* EXERCISE OBJECTIVE
Precise copying is required. Return the data below in full.

* RECORDED DATA
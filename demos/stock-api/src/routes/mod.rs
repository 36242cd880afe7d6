pub mod health;
pub mod stock;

* EXPECTED ANSWER
filename demos/stock-api/src/routes/mod.rs
repository 36242cd880afe7d6
pub mod health;
pub mod stock;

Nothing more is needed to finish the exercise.